Optimal dosing and duration of antiviral treatment in outpatients and hospitalized patients with novel influenza A virus infections remain to be determined. 

Availability of assays in clinical settings or rapid sequencing of target genes that can detect antiviral resistance to NAIs, polymerase inhibitors, adamantanes, and other antivirals in respiratory specimens and provide timely results, can help guide specific treatment. 

Because of the ongoing, unpredictable evolution of influenza A viruses among birds and other animals, susceptibility to antivirals in the past or now does not necessarily inform susceptibility to antivirals in the future, and antiviral treatment decisions for patients with novel influenza A virus infections may vary on a case-by-case basis, depending upon antiviral susceptibility data and what antivirals are available. 

Therefore, ongoing, rapid sharing of data on antiviral susceptibility of novel influenza A viruses currently circulating in animals and infecting humans is important to guide public health and clinical recommendations for use of antivirals and for pandemic influenza preparedness. 

       (Continue . . . )

While the United States and other countries have tens of millions of courses (of mostly oseltamivir) stockpiled, there isn't nearly enough to treat everyone during a pandemic, particularly when the optimum dose and duration have not been established.  

Even during moderately severe flu seasons, we've seen spot shortages and difficulties getting antivirals to patients who need them in the crucial first 48 hours of infection (see CDC HAN #0482: Prioritizing Antiviral Treatment of Influenza in the Setting of Reduced Availability of Oseltamivir).  

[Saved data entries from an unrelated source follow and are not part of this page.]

//! Tree-walking interpreter.
//!
//! Evaluation never fails in the host sense: every language error is a
//! [`Value::Error`] that each composite evaluation checks for immediately
//! and returns unchanged, so the first error wins.
//!
//! `return` produces a [`Value::Return`] wrapper that is handled the same
//! way: it stops every enclosing expression and statement sequence, so it is
//! never bound, stored or used as an operand. Function calls and programs
//! strip it.

mod builder;
mod function_call;
mod intrinsics;

use std::collections::BTreeMap;

use monkey_ir::{BlockStatement, Expr, Program, Statement};
use monkey_stack::ensure_sufficient_stack;

use crate::builtins::lookup_builtin;
use crate::environment::Environment;
use crate::errors::{identifier_not_found, index_not_supported, unusable_as_hash_key};
use crate::operators::evaluate_infix;
use crate::print_handler::SharedPrintHandler;
use crate::quote::quote;
use crate::thread_registry::ThreadRegistry;
use crate::unary_operators::evaluate_prefix;
use crate::value::{Intrinsic, Value};

pub use builder::InterpreterBuilder;

/// Default limit on nested user-function calls.
pub const DEFAULT_MAX_CALL_DEPTH: usize = 10_000;

/// Evaluator state: the shared task registry, the `puts` destination and
/// the call-depth accounting for this thread of evaluation.
///
/// Each launched task runs on its own interpreter that shares the registry
/// and print handler but starts at call depth zero.
pub struct Interpreter {
    registry: ThreadRegistry,
    print_handler: SharedPrintHandler,
    max_call_depth: usize,
    call_depth: usize,
}

impl Interpreter {
    /// Interpreter with a fresh registry, printing to stdout.
    pub fn new() -> Self {
        InterpreterBuilder::new().build()
    }

    pub fn registry(&self) -> &ThreadRegistry {
        &self.registry
    }

    pub fn print_handler(&self) -> &SharedPrintHandler {
        &self.print_handler
    }

    pub fn max_call_depth(&self) -> usize {
        self.max_call_depth
    }

    /// Evaluate a program's statements in order.
    ///
    /// Stops at the first error or `return`; a returned value is unwrapped.
    /// An empty program evaluates to `null`.
    pub fn eval_program(&mut self, program: &Program, env: &Environment) -> Value {
        self.eval_statements(&program.statements, env).unwrap_return()
    }

    /// Evaluate a block, passing a `return` wrapper through to the caller.
    pub(crate) fn eval_block(&mut self, block: &BlockStatement, env: &Environment) -> Value {
        self.eval_statements(&block.statements, env)
    }

    fn eval_statements(&mut self, statements: &[Statement], env: &Environment) -> Value {
        let mut result = Value::Null;
        for statement in statements {
            result = self.eval_statement(statement, env);
            if matches!(result, Value::Return(_) | Value::Error(_)) {
                return result;
            }
        }
        result
    }

    fn eval_statement(&mut self, statement: &Statement, env: &Environment) -> Value {
        match statement {
            Statement::Let { name, value } => {
                let value = self.eval_expr(value, env);
                if value.is_return_or_error() {
                    return value;
                }
                env.set(name.as_str(), value)
            }
            Statement::Return(value) => {
                let value = self.eval_expr(value, env);
                if value.is_return_or_error() {
                    return value;
                }
                Value::return_value(value)
            }
            Statement::Expression(expr) => self.eval_expr(expr, env),
        }
    }

    /// Evaluate one expression.
    pub fn eval_expr(&mut self, expr: &Expr, env: &Environment) -> Value {
        ensure_sufficient_stack(|| self.eval_expr_inner(expr, env))
    }

    fn eval_expr_inner(&mut self, expr: &Expr, env: &Environment) -> Value {
        match expr {
            Expr::Identifier(name) => eval_identifier(name, env),
            Expr::Integer(n) => Value::Integer(*n),
            Expr::Boolean(b) => Value::Boolean(*b),
            Expr::String(s) => Value::string(s.as_str()),
            Expr::Prefix { op, right } => {
                let right = self.eval_expr(right, env);
                if right.is_return_or_error() {
                    return right;
                }
                evaluate_prefix(*op, &right)
            }
            Expr::Infix { op, left, right } => {
                let left = self.eval_expr(left, env);
                if left.is_return_or_error() {
                    return left;
                }
                let right = self.eval_expr(right, env);
                if right.is_return_or_error() {
                    return right;
                }
                evaluate_infix(*op, &left, &right)
            }
            Expr::If {
                condition,
                consequence,
                alternative,
            } => {
                let condition = self.eval_expr(condition, env);
                if condition.is_return_or_error() {
                    return condition;
                }
                if condition.is_truthy() {
                    self.eval_block(consequence, env)
                } else if let Some(alternative) = alternative {
                    self.eval_block(alternative, env)
                } else {
                    Value::Null
                }
            }
            Expr::Function(literal) => Value::function(literal.clone(), env.clone()),
            Expr::Macro(literal) => Value::macro_value(literal.clone(), env.clone()),
            Expr::Call {
                function,
                arguments,
            } => {
                if function.as_identifier() == Some("quote") {
                    return quote(self, arguments, env);
                }
                let callee = self.eval_expr(function, env);
                if callee.is_return_or_error() {
                    return callee;
                }
                match self.eval_expressions(arguments, env) {
                    Ok(args) => self.apply(callee, args, env),
                    Err(err) => err,
                }
            }
            Expr::Array(elements) => match self.eval_expressions(elements, env) {
                Ok(elements) => Value::array(elements),
                Err(err) => err,
            },
            Expr::Index { left, index } => {
                let left = self.eval_expr(left, env);
                if left.is_return_or_error() {
                    return left;
                }
                let index = self.eval_expr(index, env);
                if index.is_return_or_error() {
                    return index;
                }
                eval_index(&left, &index)
            }
            Expr::Hash(pairs) => self.eval_hash_literal(pairs, env),
        }
    }

    /// Evaluate expressions left to right, stopping at the first error or
    /// `return` wrapper.
    fn eval_expressions(&mut self, exprs: &[Expr], env: &Environment) -> Result<Vec<Value>, Value> {
        let mut values = Vec::with_capacity(exprs.len());
        for expr in exprs {
            let value = self.eval_expr(expr, env);
            if value.is_return_or_error() {
                return Err(value);
            }
            values.push(value);
        }
        Ok(values)
    }

    /// Keys then values, in source order. Later duplicates overwrite.
    fn eval_hash_literal(&mut self, pairs: &[(Expr, Expr)], env: &Environment) -> Value {
        let mut entries = BTreeMap::new();
        for (key_expr, value_expr) in pairs {
            let key = self.eval_expr(key_expr, env);
            if key.is_return_or_error() {
                return key;
            }
            let Some(hash_key) = key.hash_key() else {
                return unusable_as_hash_key(&key);
            };
            let value = self.eval_expr(value_expr, env);
            if value.is_return_or_error() {
                return value;
            }
            entries.insert(hash_key, value);
        }
        Value::hash(entries)
    }
}

impl Default for Interpreter {
    fn default() -> Self {
        Self::new()
    }
}

/// Intrinsics first, so `eval`, `launch` and `await` cannot be shadowed;
/// then the environment chain; then the general builtin table.
fn eval_identifier(name: &str, env: &Environment) -> Value {
    if let Some(intrinsic) = Intrinsic::from_name(name) {
        return Value::Intrinsic(intrinsic);
    }
    if let Some(value) = env.get(name) {
        return value;
    }
    if let Some(builtin) = lookup_builtin(name) {
        return Value::Builtin(builtin);
    }
    identifier_not_found(name)
}

/// Out-of-range array indices and missing hash keys yield `null`.
fn eval_index(left: &Value, index: &Value) -> Value {
    match (left, index) {
        (Value::Array(elements), Value::Integer(i)) => usize::try_from(*i)
            .ok()
            .and_then(|i| elements.get(i))
            .cloned()
            .unwrap_or(Value::Null),
        (Value::Hash(pairs), _) => match index.hash_key() {
            Some(key) => pairs.get(&key).cloned().unwrap_or(Value::Null),
            None => unusable_as_hash_key(index),
        },
        _ => index_not_supported(left),
    }
}

#[cfg(test)]
mod tests;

While I wouldn't hesitate to take antivirals for pandemic flu infection, their effectiveness and availability are not guaranteed. Which means our initial response  - once again - must focus heavily on preventing infection. 

That means the use of NPIs (non-pharmaceutical interventions); like face masks, hand washing, improved indoor ventilation, staying home while sick, and avoiding crowds. 

Which is why I'm recommending that people consider now (see #Natlprep 2025: Personal Pandemic Preparedness) exactly what they will do if pandemic flu should embark on another world tour.